Sempre secondo il manifesto dell’UNESCO, la biblioteca pubblica deve “incoraggiare il dialogo
interculturale e proteggere la diversità culturale” (2013: 288). Bisogna fare in modo che le
minoranze linguistiche siano coinvolte in attività culturali presso le biblioteche, in modo da
sopperire alle difficoltà della vita quotidiana rifugiandosi in una realtà accogliente e familiare. Una
delle iniziative che ho ritenuto interessante è stato quello di inserire una sezione multiculturale
presso la biblioteca di Dergano-Bovisa. Sebbene sia un punto di riferimento per molti studenti del
Politecnico, ho scoperto che parte del bacino d’utenza è proprio quello interessato dall’intervento.
Essendo le periferie di Milano popolate da una significativa percentuale di persone di nazionalità
straniera, ho reputato quest’attenzione al lettore non solo uno sforzo verso una maggiore
integrazione, ma anche un’occasione per tutte le persone che hanno accesso alla biblioteca di
entrare in contatto con materiale in lingua originale. Oltretutto, questa stessa sezione multiculturale
presenta una vasta collezione di testi scritti da autori di origine straniera in lingua italiana. Da
laureata in lingue e culture straniere, questo intervento mi ha suggerito un’idea di intervento
interessante: perché non ideare dei corsi di lingua bilaterali?

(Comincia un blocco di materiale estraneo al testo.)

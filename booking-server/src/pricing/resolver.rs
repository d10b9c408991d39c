//! Seasonal Pricing Rule Resolver
//!
//! Picks the rule that prices a single calendar day: among active rules
//! covering the day (and admitting the stay length), highest priority wins,
//! ties broken by earliest start date. Weekend and holiday multipliers
//! compose multiplicatively, weekend first.

use chrono::{Datelike, NaiveDate, Weekday};
use rust_decimal::Decimal;
use rust_decimal::prelude::FromPrimitive;
use shared::models::SeasonalPricingRule;

use super::calendar::HolidayCalendar;
use super::round_money;

/// Select the applicable rule for a day, if any.
pub fn select_rule<'a>(
    rules: &'a [SeasonalPricingRule],
    date: NaiveDate,
    stay_nights: i64,
) -> Option<&'a SeasonalPricingRule> {
    rules
        .iter()
        .filter(|r| r.is_active && r.covers(date) && r.admits_stay(stay_nights))
        .max_by_key(|r| (r.priority, std::cmp::Reverse(r.start_date)))
}

/// Resolve the nightly price for one calendar day.
///
/// No applicable rule → the room type's base price. Rounded half-up to the
/// currency's minor unit, per day.
pub fn resolve_daily_price(
    rules: &[SeasonalPricingRule],
    fallback_base_price: Decimal,
    date: NaiveDate,
    stay_nights: i64,
    calendar: &HolidayCalendar,
    currency_scale: u32,
) -> Decimal {
    let price = match select_rule(rules, date, stay_nights) {
        None => fallback_base_price,
        Some(rule) => {
            let mut price = Decimal::from_f64(rule.base_price).unwrap_or_default();
            if is_weekend(date) {
                price *= Decimal::from_f64(rule.weekend_multiplier).unwrap_or(Decimal::ONE);
            }
            if calendar.is_holiday(date) {
                price *= Decimal::from_f64(rule.holiday_multiplier).unwrap_or(Decimal::ONE);
            }
            price
        }
    };
    round_money(price, currency_scale)
}

/// Saturday/Sunday carry the weekend multiplier.
pub fn is_weekend(date: NaiveDate) -> bool {
    matches!(date.weekday(), Weekday::Sat | Weekday::Sun)
}
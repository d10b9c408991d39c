//! Service Catalog Repository

use super::RepoResult;
use shared::models::ServiceItem;
use sqlx::SqlitePool;

pub async fn find_all_active(pool: &SqlitePool) -> RepoResult<Vec<ServiceItem>> {
    let rows = sqlx::query_as::<_, ServiceItem>(
        "SELECT id, name, unit_price, is_active FROM service_item WHERE is_active = 1 ORDER BY name",
    )
    .fetch_all(pool)
    .await?;
    Ok(rows)
}

pub async fn find_by_id(
    db: impl sqlx::SqliteExecutor<'_>,
    id: i64,
) -> RepoResult<Option<ServiceItem>> {
    let row = sqlx::query_as::<_, ServiceItem>(
        "SELECT id, name, unit_price, is_active FROM service_item WHERE id = ?",
    )
    .bind(id)
    .fetch_optional(db)
    .await?;
    Ok(row)
}
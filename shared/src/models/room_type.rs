//! Room Type Model
//!
//! Immutable reference data: nightly base price fallback and capacity.

use serde::{Deserialize, Serialize};

/// Room type entity
#[derive(Debug, Clone, Serialize, Deserialize)]
#[cfg_attr(feature = "db", derive(sqlx::FromRow))]
pub struct RoomType {
    pub id: i64,
    pub name: String,
    /// Nightly rate used when no seasonal rule applies
    pub base_price: f64,
    pub max_occupancy: i32,
    /// Amenity labels (JSON TEXT at the storage edge)
    #[cfg_attr(feature = "db", sqlx(json))]
    pub amenities: Vec<String>,
    pub created_at: i64,
}
//! Utility module - shared helpers and types
//!
//! - [`AppError`] / [`AppResult`] - application error handling
//! - [`AppResponse`] - API response envelope
//! - time and logging helpers

pub mod error;
pub mod logger;
pub mod result;
pub mod time;

pub use error::{AppError, AppResponse};
pub use result::AppResult;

Per promuovere una maggiore
integrazione, sarebbe interessante organizzare dei corsi di lingua e dei gruppi di lettura italiani per i
parlanti di una lingua straniera (cinese, arabo e così via), ma allo stesso tempo coinvolgere gli
italiani madrelingua interessati a imparare o ad esercitarsi in una di queste lingue per indirizzare
entrambe le parti verso un obbiettivo comune: acquisire e rinforzare una nuova competenza.
L’attenzione non è rivolta solo ai cittadini stranieri impossibilitati dalla carenza di risorse e mezzi a
provvedere a tale processo di alfabetizzazione autonomamente, ma anche ai cittadini italiani
interessati all’integrazione o più specificamente all’apprendimento di una seconda o terza lingua.

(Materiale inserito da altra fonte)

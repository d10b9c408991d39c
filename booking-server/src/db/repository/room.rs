//! Room Repository

use super::RepoResult;
use chrono::NaiveDate;
use shared::models::{CleaningStatus, Room, RoomStatus};
use sqlx::SqlitePool;

const COLUMNS: &str = "id, room_number, room_type_id, status, cleaning_status, created_at";

pub async fn find_all(pool: &SqlitePool) -> RepoResult<Vec<Room>> {
    let rows = sqlx::query_as::<_, Room>(&format!(
        "SELECT {COLUMNS} FROM room ORDER BY room_number"
    ))
    .fetch_all(pool)
    .await?;
    Ok(rows)
}

pub async fn find_by_id(db: impl sqlx::SqliteExecutor<'_>, id: i64) -> RepoResult<Option<Room>> {
    let row = sqlx::query_as::<_, Room>(&format!("SELECT {COLUMNS} FROM room WHERE id = ?"))
        .bind(id)
        .fetch_optional(db)
        .await?;
    Ok(row)
}

/// Flip a room's occupancy status (and optionally its cleaning status).
///
/// Runs on the caller's executor so lifecycle transitions can flip the room
/// inside the same transaction as the booking update.
pub async fn update_status(
    db: impl sqlx::SqliteExecutor<'_>,
    id: i64,
    status: RoomStatus,
    cleaning_status: Option<CleaningStatus>,
) -> RepoResult<()> {
    match cleaning_status {
        Some(cleaning) => {
            sqlx::query("UPDATE room SET status = ?, cleaning_status = ? WHERE id = ?")
                .bind(status)
                .bind(cleaning)
                .bind(id)
                .execute(db)
                .await?;
        }
        None => {
            sqlx::query("UPDATE room SET status = ? WHERE id = ?")
                .bind(status)
                .bind(id)
                .execute(db)
                .await?;
        }
    }
    Ok(())
}

/// Rooms with no confirmed/checked_in booking overlapping [check_in, check_out).
///
/// Rooms out of service (maintenance / out_of_order) are excluded from the
/// search result; they are bookable again once staff restores them.
pub async fn find_free_for_range(
    pool: &SqlitePool,
    check_in: NaiveDate,
    check_out: NaiveDate,
) -> RepoResult<Vec<Room>> {
    let rows = sqlx::query_as::<_, Room>(&format!(
        "SELECT {COLUMNS} FROM room \
         WHERE status NOT IN ('maintenance', 'out_of_order') \
         AND id NOT IN ( \
             SELECT room_id FROM booking \
             WHERE booking_status IN ('confirmed', 'checked_in') \
             AND check_in_date < ?2 AND ?1 < check_out_date \
         ) \
         ORDER BY room_number"
    ))
    .bind(check_in)
    .bind(check_out)
    .fetch_all(pool)
    .await?;
    Ok(rows)
}
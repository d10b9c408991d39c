//! Booking domain: availability, lifecycle guards, and the manager that
//! drives transitions transactionally.

pub mod availability;
pub mod lifecycle;
pub mod manager;

pub use manager::BookingManager;
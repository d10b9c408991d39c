//! Repository Module
//!
//! CRUD access per table: free async functions taking a pool or an open
//! transaction. Anything that must observe transaction isolation (the
//! availability re-check, rule overlap validation, status flips) accepts
//! `impl SqliteExecutor` so it runs inside the caller's transaction.

pub mod activity;
pub mod booking;
pub mod room;
pub mod room_type;
pub mod seasonal_rate;
pub mod service_item;

use thiserror::Error;

/// Repository error types
#[derive(Debug, Error)]
pub enum RepoError {
    #[error("Not found: {0}")]
    NotFound(String),

    #[error("Duplicate: {0}")]
    Duplicate(String),

    #[error("Database error: {0}")]
    Database(String),

    #[error("Validation error: {0}")]
    Validation(String),
}

impl From<sqlx::Error> for RepoError {
    fn from(err: sqlx::Error) -> Self {
        match err {
            sqlx::Error::RowNotFound => RepoError::NotFound("Row not found".to_string()),
            other => RepoError::Database(other.to_string()),
        }
    }
}

/// Result type for repository operations
pub type RepoResult<T> = Result<T, RepoError>;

Esistono indubbiamente istituti pubblici e privati che permettono di acquisire le medesime
competenze, ma è fondamentale che esista a livello locale la possibilità di mantenere in esercizio le
nozioni apprese in altra sede.
La conoscenza non può che essere “un bene necessario attraverso il quale tenere insieme le
aspirazioni individuali e gli interessi collettivi, e uno degli strumenti principali per coniugare il
desiderio di autopromozione alla volontà di uscire tutti insieme dalla crisi” (Faggiolani 2013:16).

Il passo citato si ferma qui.